Studio album by Pulp
- Released: 19 June 1992
- Recorded: August 1989 – January 1990
- Studio: Fon, Sheffield
- Genre: Synthpop; IDM; alternative rock; acid house; Britpop; experimental; indie pop; folk;
- Length: 48:41
- Label: Fire
- Producer: Alan Smyth; Pulp;

Pulp chronology
| Freaks (1987) | Separations (1992) | Intro – The Gift Recordings (1993) |

Pulp studio album chronology
| Freaks (1987) | Separations (1992) | His 'n' Hers (1994) |

Singles from Separations
- "My Legendary Girlfriend" Released: 25 February 1991; "Countdown" Released: August 1991;

Alternative cover
- 2012 re-release

= Separations (album) =

Separations is the third studio album by English band Pulp, released on 19 June 1992 by UK indie Fire Records. Recorded much earlier, in 1989, it was the band's final original release with Fire before their transition to a major-label career and mainstream success.

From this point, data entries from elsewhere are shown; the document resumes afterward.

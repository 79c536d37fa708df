use std::path::{Path, PathBuf};

pub const APP_TITLE: &str = "Diagram";
const UNTITLED: &str = "Untitled";

/// File association and dirty flag of the open diagram.
#[derive(Debug, Clone, Default, PartialEq, Eq)]
pub struct DocumentState {
    current_file: Option<PathBuf>,
    modified: bool,
}

impl DocumentState {
    pub fn current_file(&self) -> Option<&Path> {
        self.current_file.as_deref()
    }

    pub fn is_modified(&self) -> bool {
        self.modified
    }

    /// Associates the document with `path` (or none) and marks it clean.
    pub fn set_current_file(&mut self, path: Option<PathBuf>) {
        self.current_file = path;
        self.modified = false;
    }

    /// Returns `true` when the flag actually changed.
    pub fn set_modified(&mut self, modified: bool) -> bool {
        let changed = self.modified != modified;
        self.modified = modified;
        changed
    }

    /// Discarding this document would lose edits.
    pub fn needs_save_prompt(&self) -> bool {
        self.modified
    }

    pub fn display_name(&self) -> String {
        self.current_file
            .as_deref()
            .and_then(Path::file_name)
            .map(|name| name.to_string_lossy().into_owned())
            .unwrap_or_else(|| UNTITLED.to_string())
    }

    /// `Diagram - <name>`, with a trailing `*` while there are unsaved edits.
    pub fn window_title(&self) -> String {
        let marker = if self.modified { "*" } else { "" };
        format!("{} - {}{}", APP_TITLE, self.display_name(), marker)
    }
}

==Recording, release and aftermath==

Pulp's initial deal with Fire Records had expired, following the release of several singles and the 1987 LP Freaks, when in 1989 the label approached frontman Jarvis Cocker about re-signing the band. Whereas the group had, to its chagrin, only been allotted £600 to record Freaks, Fire now promised a £10,000 budget for its next project. Still wary from their prior experience with the label, the band booked Sheffield's FON studio and producer Alan Smyth to begin recording what would become Separations; according to drummer Nick Banks, the band hoped to use the studio advance without actually formalising a new deal with Fire.

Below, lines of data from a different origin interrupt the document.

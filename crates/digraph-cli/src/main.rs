use anyhow::{Context, Result, bail};
use clap::{Parser, Subcommand};
use digraph_app::{DiagramController, EditorSettings};
use digraph_core::{DiagramItem, NodeIndex, Point};
use digraph_storage::{OutputStyle, has_diagram_extension, load_file, save_file, to_json_string};
use std::path::{Path, PathBuf};

#[derive(Parser, Debug)]
#[command(author, version, about, long_about = None)]
struct Args {
    /// Settings file (defaults to the user config directory)
    #[arg(short, long, global = true)]
    config: Option<PathBuf>,

    #[command(subcommand)]
    command: Command,
}

#[derive(Subcommand, Debug)]
enum Command {
    /// Write an empty diagram
    New { file: PathBuf },
    /// Print the nodes and links of a diagram
    Show { file: PathBuf },
    /// Load a diagram and list every skipped entry; fails if any were skipped
    Check { file: PathBuf },
    /// Add a node, auto-placed unless both --x and --y are given
    AddNode {
        file: PathBuf,
        #[arg(short, long)]
        text: Option<String>,
        #[arg(long, requires = "y")]
        x: Option<f64>,
        #[arg(long, requires = "x")]
        y: Option<f64>,
    },
    /// Link two nodes by index
    AddLink { file: PathBuf, from: i64, to: i64 },
    /// Move a node
    Move {
        file: PathBuf,
        index: i64,
        x: f64,
        y: f64,
    },
    /// Remove a node together with its links
    RemoveNode { file: PathBuf, index: i64 },
    /// Remove the link between two nodes
    RemoveLink { file: PathBuf, from: i64, to: i64 },
    /// Re-encode a diagram, to stdout unless --output is given
    Export {
        file: PathBuf,
        #[arg(short, long)]
        output: Option<PathBuf>,
        #[arg(long)]
        pretty: bool,
    },
}

fn main() -> Result<()> {
    tracing_subscriber::fmt::init();
    let args = Args::parse();
    let settings = EditorSettings::load_or_default(args.config.as_deref())?;

    match args.command {
        Command::New { file } => {
            warn_on_extension(&file);
            let mut app = DiagramController::new(settings);
            app.save_as(&file)?;
            println!("Created {}", file.display());
        }
        Command::Show { file } => {
            let loaded = load_file(&file)?;
            let store = &loaded.store;
            println!(
                "{}: {} node(s), {} link(s)",
                file.display(),
                store.node_count(),
                store.link_count()
            );
            for node in store.nodes() {
                println!(
                    "  node {} {} z={} {:?}",
                    node.index(),
                    node.position(),
                    node.z(),
                    node.text()
                );
            }
            for link in store.links() {
                println!("  link {} -> {}", link.from(), link.to());
            }
        }
        Command::Check { file } => {
            let loaded = load_file(&file)?;
            let report = &loaded.report;
            println!(
                "Loaded {} node(s) and {} link(s)",
                report.nodes_loaded, report.links_loaded
            );
            for entry in &report.skipped {
                println!("  skipped {}", entry);
            }
            if !report.is_clean() {
                bail!(
                    "{} entries of {} were skipped",
                    report.skipped.len(),
                    file.display()
                );
            }
        }
        Command::AddNode { file, text, x, y } => {
            let mut app = open(settings, &file)?;
            let position = x.zip(y).map(|(x, y)| Point::new(x, y));
            let index = match text {
                Some(text) => app.add_node_with(text, position)?,
                None if position.is_some() => {
                    let index = app.store().next_index();
                    app.add_node_with(format!("Node {index}"), position)?
                }
                None => app.add_node()?,
            };
            app.save()?;
            println!("Added node {}", index);
        }
        Command::AddLink { file, from, to } => {
            let mut app = open(settings, &file)?;
            app.link_nodes(NodeIndex(from), NodeIndex(to))?;
            app.save()?;
            println!("Linked {} -> {}", from, to);
        }
        Command::Move { file, index, x, y } => {
            let mut app = open(settings, &file)?;
            app.move_node(NodeIndex(index), Point::new(x, y))?;
            app.save()?;
        }
        Command::RemoveNode { file, index } => {
            let mut app = open(settings, &file)?;
            let summary = app.delete_items(&[DiagramItem::Node(NodeIndex(index))]);
            if summary.nodes.is_empty() {
                bail!("No node with index {} in {}", index, file.display());
            }
            app.save()?;
            println!(
                "Removed node {} and {} link(s)",
                index,
                summary.links.len()
            );
        }
        Command::RemoveLink { file, from, to } => {
            let mut app = open(settings, &file)?;
            let endpoints = (NodeIndex(from), NodeIndex(to));
            let ids: Vec<DiagramItem> = app
                .store()
                .links()
                .filter(|link| link.endpoints() == endpoints)
                .map(|link| DiagramItem::Link(link.id()))
                .collect();
            if ids.is_empty() {
                bail!("No link {} -> {} in {}", from, to, file.display());
            }
            app.delete_items(&ids);
            app.save()?;
            println!("Removed {} link(s)", ids.len());
        }
        Command::Export {
            file,
            output,
            pretty,
        } => {
            let loaded = load_file(&file)?;
            let style = if pretty {
                OutputStyle::Pretty
            } else {
                settings.output_style
            };
            match output {
                Some(output) => save_file(&output, &loaded.store, style)?,
                None => println!("{}", to_json_string(&loaded.store, style)?),
            }
        }
    }

    Ok(())
}

fn open(settings: EditorSettings, file: &Path) -> Result<DiagramController> {
    let mut app = DiagramController::new(settings);
    let report = app
        .open(file)
        .with_context(|| format!("Failed to open {}", file.display()))?;
    if !report.is_clean() {
        eprintln!(
            "Warning: {} entries skipped while loading; they will be dropped on save",
            report.skipped.len()
        );
    }
    Ok(app)
}

fn warn_on_extension(file: &Path) {
    if !has_diagram_extension(file) {
        tracing::warn!("{} does not have a .diag extension", file.display());
    }
}
// Domain entities for inventory management

mod branch_inventory;
mod inventory_item;
mod inventory_transaction;
mod recipe;
mod recipe_variant;

pub use branch_inventory::BranchInventory;
pub use inventory_item::InventoryItem;
pub use inventory_transaction::{InventoryTransaction, TransactionReference};
pub use recipe::{Recipe, RecipeIngredient};
pub use recipe_variant::{default_size_multiplier, RecipeVariant};
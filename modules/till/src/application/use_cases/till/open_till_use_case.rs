//! Open till session use case (spec 4.5).

use std::sync::Arc;

use tenancy::{TenantHandle, TenantId};

use crate::application::dtos::{CashCountInput, OpenTillCommand, TillSessionResponse};
use crate::domain::entities::{CashCount, TillSession};
use crate::domain::repositories::TillSessionRepository;
use crate::TillError;
use identity::{ActorId, BranchId, TillTokenIssuer};
use pos_core::{PosTerminalRepository, TerminalId};

/// Opens a new till session for a staff member, optionally scoped to a
/// specific POS terminal, and mints a token embedding the new
/// `till_session_id` (spec 4.5 step 3).
pub struct OpenTillUseCase {
    till_repo: Arc<dyn TillSessionRepository>,
    terminal_repo: Arc<dyn PosTerminalRepository>,
    token_issuer: Arc<dyn TillTokenIssuer>,
}

impl OpenTillUseCase {
    pub fn new(
        till_repo: Arc<dyn TillSessionRepository>,
        terminal_repo: Arc<dyn PosTerminalRepository>,
        token_issuer: Arc<dyn TillTokenIssuer>,
    ) -> Self {
        Self {
            till_repo,
            terminal_repo,
            token_issuer,
        }
    }

    pub async fn execute(
        &self,
        tenant: &TenantHandle,
        tenant_id: TenantId,
        cmd: OpenTillCommand,
        staff_id: ActorId,
    ) -> Result<(TillSessionResponse, String), TillError> {
        let branch_id = BranchId::from_uuid(cmd.branch_id);
        let terminal_id = cmd.terminal_id.map(TerminalId::from_uuid);

        if let Some(terminal_id) = terminal_id {
            let terminal = self
                .terminal_repo
                .find_by_id(tenant, terminal_id)
                .await
                .map_err(|_| TillError::InvalidStatus)?
                .ok_or(TillError::InvalidStatus)?;
            if !terminal.status().is_active() {
                return Err(TillError::InvalidStatus);
            }
        }

        if let Some(existing) = self
            .till_repo
            .find_open_by_terminal(tenant, branch_id, terminal_id)
            .await?
        {
            return Err(if existing.staff_id() == staff_id {
                TillError::TillAlreadyOpenBySelf
            } else {
                TillError::TillAlreadyOpenByOther
            });
        }

        let cash_counts: Vec<CashCount> = cmd
            .cash_counts
            .iter()
            .map(|c: &CashCountInput| CashCount {
                denomination: c.denomination,
                count: c.count,
            })
            .collect();

        let session = TillSession::open(branch_id, terminal_id, staff_id, cmd.opening_amount, cash_counts, cmd.notes)?;

        self.till_repo.save(tenant, &session).await?;

        let token = self
            .token_issuer
            .issue(staff_id, tenant_id, Some(session.id().into_uuid()))
            .map_err(|_| TillError::InvalidStatus)?;

        Ok((TillSessionResponse::from(session), token))
    }
}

The material represented a new direction for the band, with vocal-driven ballads on the first side and an acid house influence on the second. The disparate styles can be attributed to the interplay of tastes between Cocker and then-new bassist Steve Mackey; Mackey introduced Cocker to house music and raving upon the singer's move to London, while Cocker introduced Mackey to "Scott Walker and Serge Gainsbourg". Cocker was also inspired by the band Magazine's early work that "had attack to it combined with a real intelligence, without going into ponce territory". Of perhaps the most consequence to the album's electronic leanings, Banks ultimately programmed his parts into a drum machine rather than performing live on the record, a concession requested by Smyth out of concern for time and budget in light of the liberal use of MIDI sequencing requested by the band. Separations is also notable for the track "This House Is Condemned" being the last of the occasional lead vocal performances by guitarist/violinist Russell Senior found throughout Pulp's early catalog, a role which he would later claim not to have ever relished:I used to 'sing' in Pulp and I'm not quite sure why this came about, because I can't sing for toffee and have never been under any illusions about it...I really wasn't comfortable with singing in Pulp but Jarvis was keen on it, he said it gave him a break.Upon completing the album, with no discernible interest from any other label, the band reluctantly agreed to re-sign with Fire Records.

The album was reissued and remastered by Fire in 2012 along with 1983's It and 1987's Freaks. This re-release took several delays as the first stated release date was 8 August 2011 while the albums finally came out on 13 February 2012. An announcement in the interim stated that the albums would be remastered with new bonus tracks to be added to the track listings as well as new artwork and liner notes from music journalist Everett True.

This re-release gives an opportunity to hear "Death Comes to Town" which was previously released in 2005 only on CD that accompanied Sheffield journalist Martin Lilleker's book Beats Working for a Living. This 22-song CD featured rare tracks from some of the bands featured in the book.

"Death Goes to the Disco" and "Is This House?" are remixes of "Death Comes To Town" and "This House Is Condemned" respectively.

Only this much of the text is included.